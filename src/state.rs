//! Connection state shared between the poll loop and the watchdog.
//!
//! The poll loop is the only writer of connect/disconnect transitions. The
//! watchdog reads snapshots and may push the disconnected-since timestamp
//! forward after it kills the helper process. Both fields live in a single
//! atomic word so every reader sees a consistent pair.

use std::sync::atomic::{AtomicI64, Ordering};

/// Encoded value for "connected".
const CONNECTED: i64 = -1;
/// Encoded value for "disconnected, interval not started".
const DISCONNECTED_UNTIMED: i64 = 0;

/// Snapshot of the connection state.
#[derive(Debug, Clone, Copy, PartialEq, Eq)]
pub enum ConnectionStatus {
    Connected,
    /// Not connected. `since` is the epoch second at which the current
    /// disconnection began, or `None` if no link has been established yet.
    Disconnected { since: Option<u64> },
}

impl ConnectionStatus {
    fn encode(self) -> i64 {
        match self {
            ConnectionStatus::Connected => CONNECTED,
            ConnectionStatus::Disconnected { since: None } => DISCONNECTED_UNTIMED,
            // Epoch 0 is indistinguishable from "untimed"; clamp to 1.
            ConnectionStatus::Disconnected { since: Some(t) } => {
                i64::try_from(t).unwrap_or(i64::MAX).max(1)
            }
        }
    }

    fn decode(raw: i64) -> Self {
        match raw {
            CONNECTED => ConnectionStatus::Connected,
            DISCONNECTED_UNTIMED => ConnectionStatus::Disconnected { since: None },
            t => ConnectionStatus::Disconnected {
                since: Some(t as u64),
            },
        }
    }

    pub fn is_connected(self) -> bool {
        matches!(self, ConnectionStatus::Connected)
    }

    /// Start of the current disconnection interval, if one is running.
    pub fn disconnected_since(self) -> Option<u64> {
        match self {
            ConnectionStatus::Connected => None,
            ConnectionStatus::Disconnected { since } => since,
        }
    }
}

/// Lock-free holder for [`ConnectionStatus`].
#[derive(Debug)]
pub struct ConnectionState {
    raw: AtomicI64,
}

impl Default for ConnectionState {
    fn default() -> Self {
        Self::new()
    }
}

impl ConnectionState {
    /// Starts disconnected with no interval running.
    pub fn new() -> Self {
        Self {
            raw: AtomicI64::new(DISCONNECTED_UNTIMED),
        }
    }

    pub fn snapshot(&self) -> ConnectionStatus {
        ConnectionStatus::decode(self.raw.load(Ordering::Acquire))
    }

    /// Record a successful connect. Clears disconnected-since.
    pub fn mark_connected(&self) {
        self.raw.store(CONNECTED, Ordering::Release);
    }

    /// Record a connection failure observed at `now`.
    ///
    /// Only the first failure after being connected starts a disconnection
    /// interval; further failures leave the running interval untouched.
    /// Returns `true` when this call started a new interval.
    pub fn mark_disconnected(&self, now: u64) -> bool {
        let next = ConnectionStatus::Disconnected { since: Some(now) }.encode();
        self.raw
            .compare_exchange(CONNECTED, next, Ordering::AcqRel, Ordering::Acquire)
            .is_ok()
    }

    /// Restart the disconnection interval at `now`, provided it still starts
    /// at `expected`. Used by the watchdog to debounce kills; a concurrent
    /// reconnect wins over the reset.
    pub fn rearm(&self, expected: u64, now: u64) -> bool {
        let current = ConnectionStatus::Disconnected {
            since: Some(expected),
        }
        .encode();
        let next = ConnectionStatus::Disconnected { since: Some(now) }.encode();
        self.raw
            .compare_exchange(current, next, Ordering::AcqRel, Ordering::Acquire)
            .is_ok()
    }

    #[cfg(test)]
    pub(crate) fn set(&self, status: ConnectionStatus) {
        self.raw.store(status.encode(), Ordering::Release);
    }
}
+---+
• [About this exercise]
Return, exactly, the lines from the first line of the records above to the line containing "const CONNECTED: i64 = -1;", both included.

• [Exercise result]
filename src/state.rs
//! Connection state shared between the poll loop and the watchdog.
//!
//! The poll loop is the only writer of connect/disconnect transitions. The
//! watchdog reads snapshots and may push the disconnected-since timestamp
//! forward after it kills the helper process. Both fields live in a single
//! atomic word so every reader sees a consistent pair.

use std::sync::atomic::{AtomicI64, Ordering};

/// Encoded value for "connected".
const CONNECTED: i64 = -1;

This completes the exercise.